ZEN AND THE DARK: A Dharma Talk

 

ZEN AND THE DARK

Chris Hoff
Dharma Teacher
Empty Moon Zen

This week I visited Sedona Arizona. Sedona is a place I have visited regularly since the first time I visited over 25 years ago. I know this might be cliché but, I just like the vibe. And its beauty of course.

Sedona is known for a lot of things, but Zen? Not so much. That might be changing as I discovered that there is a Dharma successor of Roshi Pat Enkyo O’Hara of the Village Zendo in New York with a center in Sedona now. But I am sure most of you know Sedona as the place with the vortexes, psychics, crystals, and various spiritual gurus of all kinds. I even found myself standing in line at the local vegan lunch spot behind a well-known “transformational Motivational speaker.” He was being hit up by one of his fans.

I don’t think it’s an exaggeration to say that Sedona is mecca for the Love & Light folks.

It was also while I was in Sedona where I found out about another mass shooting at a school that killed 19 children and two adults.

The light and the dark.

Regarding the shooting in Texas, I don’t know if I can add anything to the conversation that hasn’t already been said, over and over again. But this recent experience of being in the land of love and light has me wanting to talk about the dark.

There’s a poem by Robert Bly I return to often and use in my therapy practice. It’s titled Warning To The Reader and it goes..

Sometimes farm granaries become especially beautiful when all the oats or wheat are gone, and wind has swept the rough floor clean. Standing inside, we see around us, coming in through the cracks between shrunken wall boards, bands or strips of sunlight. So in a poem about imprisonment, one sees a little light.
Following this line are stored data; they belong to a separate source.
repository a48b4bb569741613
//! services/api/src/adapters/vision_llm.rs
//!
//! This module contains the adapter for the vision-capable LLM.
//! It implements the `VisionAnalysisService` port from the `core` crate against any
//! OpenAI-compatible chat completions endpoint (OpenAI itself, or Gemini's
//! OpenAI endpoint when configured with its base URL).

use async_openai::{
    config::OpenAIConfig,
    error::OpenAIError,
    types::{
        ChatCompletionRequestMessage, ChatCompletionRequestMessageContentPartImageArgs,
        ChatCompletionRequestMessageContentPartTextArgs, ChatCompletionRequestUserMessageArgs,
        ChatCompletionRequestUserMessageContentPart, CreateChatCompletionRequestArgs,
        ImageUrlArgs, ResponseFormat, ResponseFormatJsonSchema,
    },
    Client,
};
use async_trait::async_trait;
use plant_doctor_core::{
    diagnosis::diagnosis_response_schema,
    ports::{PortError, PortResult, VisionAnalysisService},
    EncodedImage,
};
use tracing::debug;

use crate::config::VisionCredentials;

const SCHEMA_NAME: &str = "plant_diagnosis";

//=========================================================================================
// The Main Adapter Struct
//=========================================================================================

/// An adapter that implements `VisionAnalysisService` using an OpenAI-compatible LLM.
#[derive(Clone)]
pub struct OpenAiVisionAdapter {
    client: Client<OpenAIConfig>,
    model: String,
}

impl OpenAiVisionAdapter {
    /// Creates a new `OpenAiVisionAdapter`.
    pub fn new(client: Client<OpenAIConfig>, model: String) -> Self {
        Self { client, model }
    }

    /// Builds the client from the configured key and optional endpoint.
    pub fn from_credentials(credentials: &VisionCredentials, model: String) -> Self {
        let mut config = OpenAIConfig::new().with_api_key(credentials.api_key.as_str());
        if let Some(base) = &credentials.api_base {
            config = config.with_api_base(base.as_str());
        }
        Self::new(Client::with_config(config), model)
    }
}

//=========================================================================================
// `VisionAnalysisService` Trait Implementation
//=========================================================================================

#[async_trait]
impl VisionAnalysisService for OpenAiVisionAdapter {
    /// Sends the image as an inline data URI together with the instruction, and asks
    /// for a response constrained to the diagnosis JSON schema.
    async fn analyze_image(&self, image: &EncodedImage, instruction: &str) -> PortResult<String> {
        let parts: Vec<ChatCompletionRequestUserMessageContentPart> = vec![
            ChatCompletionRequestMessageContentPartImageArgs::default()
                .image_url(
                    ImageUrlArgs::default()
                        .url(image.to_data_uri())
                        .build()
                        .map_err(|e| PortError::Unexpected(e.to_string()))?,
                )
                .build()
                .map_err(|e| PortError::Unexpected(e.to_string()))?
                .into(),
            ChatCompletionRequestMessageContentPartTextArgs::default()
                .text(instruction)
                .build()
                .map_err(|e| PortError::Unexpected(e.to_string()))?
                .into(),
        ];

        let messages = vec![ChatCompletionRequestMessage::User(
            ChatCompletionRequestUserMessageArgs::default()
                .content(parts)
                .build()
                .map_err(|e| PortError::Unexpected(e.to_string()))?,
        )];

        // Optional fields (diseaseName, confidence) rule out strict mode.
        let response_format = ResponseFormat::JsonSchema {
            json_schema: ResponseFormatJsonSchema {
                description: Some("Plant identification and health diagnosis".to_string()),
                name: SCHEMA_NAME.to_string(),
                schema: Some(diagnosis_response_schema()),
                strict: Some(false),
            },
        };

        let request = CreateChatCompletionRequestArgs::default()
            .model(&self.model)
            .messages(messages)
            .response_format(response_format)
            .n(1)
            .build()
            .map_err(|e| PortError::Unexpected(e.to_string()))?;

        debug!(
            model = %self.model,
            mime_type = image.mime_type(),
            image_bytes = image.bytes().len(),
            "Requesting diagnosis"
        );

        // Call the API and manually map the error if it occurs, which respects the orphan rule.
        let response = self
            .client
            .chat()
            .create(request)
            .await
            .map_err(|e: OpenAIError| PortError::Unexpected(e.to_string()))?;

        // Extract the text content from the first choice in the response.
        response
            .choices
            .into_iter()
            .next()
            .ok_or_else(|| {
                PortError::Unexpected("Vision LLM returned no choices in its response.".to_string())
            })?
            .message
            .content
            .ok_or_else(|| {
                PortError::Unexpected("Vision LLM response contained no text content.".to_string())
            })
    }
}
But how many birds have died trapped in these granaries. The bird, seeing the bands of light, flutters up the walls and falls back again and again. The way out is where the rats enter and leave; but the rat’s hole is low to the floor. Writers, be careful then by showing the sunlight on the walls not to promise the anxious and panicky blackbirds a way out!
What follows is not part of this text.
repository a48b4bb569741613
pub mod adapters;
pub mod config;
pub mod error;
pub mod web;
I say to the reader, beware. Readers who love poems of light may sit hunched in the corner with nothing in their gizzards for four days, light failing, the eyes glazed. . . . They may end as a mound of feathers and a skull on the open boardwood floor . . .

After I saw that motivational celebrity in line at the restaurant, I did some exploring of his and others social media, and saw promise after promise of a way out. One even promising with just a quick glance they could change your vibrational energy, from a distance. They all had big followings. Quite seductive stuff for us anxious and panicky blackbirds.

Zen promises us nothing.

Zen promises us everything.

When I first started studying Zen, in all honesty I too was searching for a way out. As shallow as it may seem, the aesthetics of Zen coupled with its coolness factor, you know, the Beats were into it, seemed to me to be a path I could get behind in my search for real help with how to live in the world. Regardless of the shallowness that brought me to this practice, once I began to settle in, I knew something serious and real was happening here. In my naivety I thought that Zen would make me feel better, do better, and get better. But something else happened. I got worse. Zen wanted me to see the Moon reflected in the pond sure, but Zen also asked me to go into the dark. where the rats enter and leave.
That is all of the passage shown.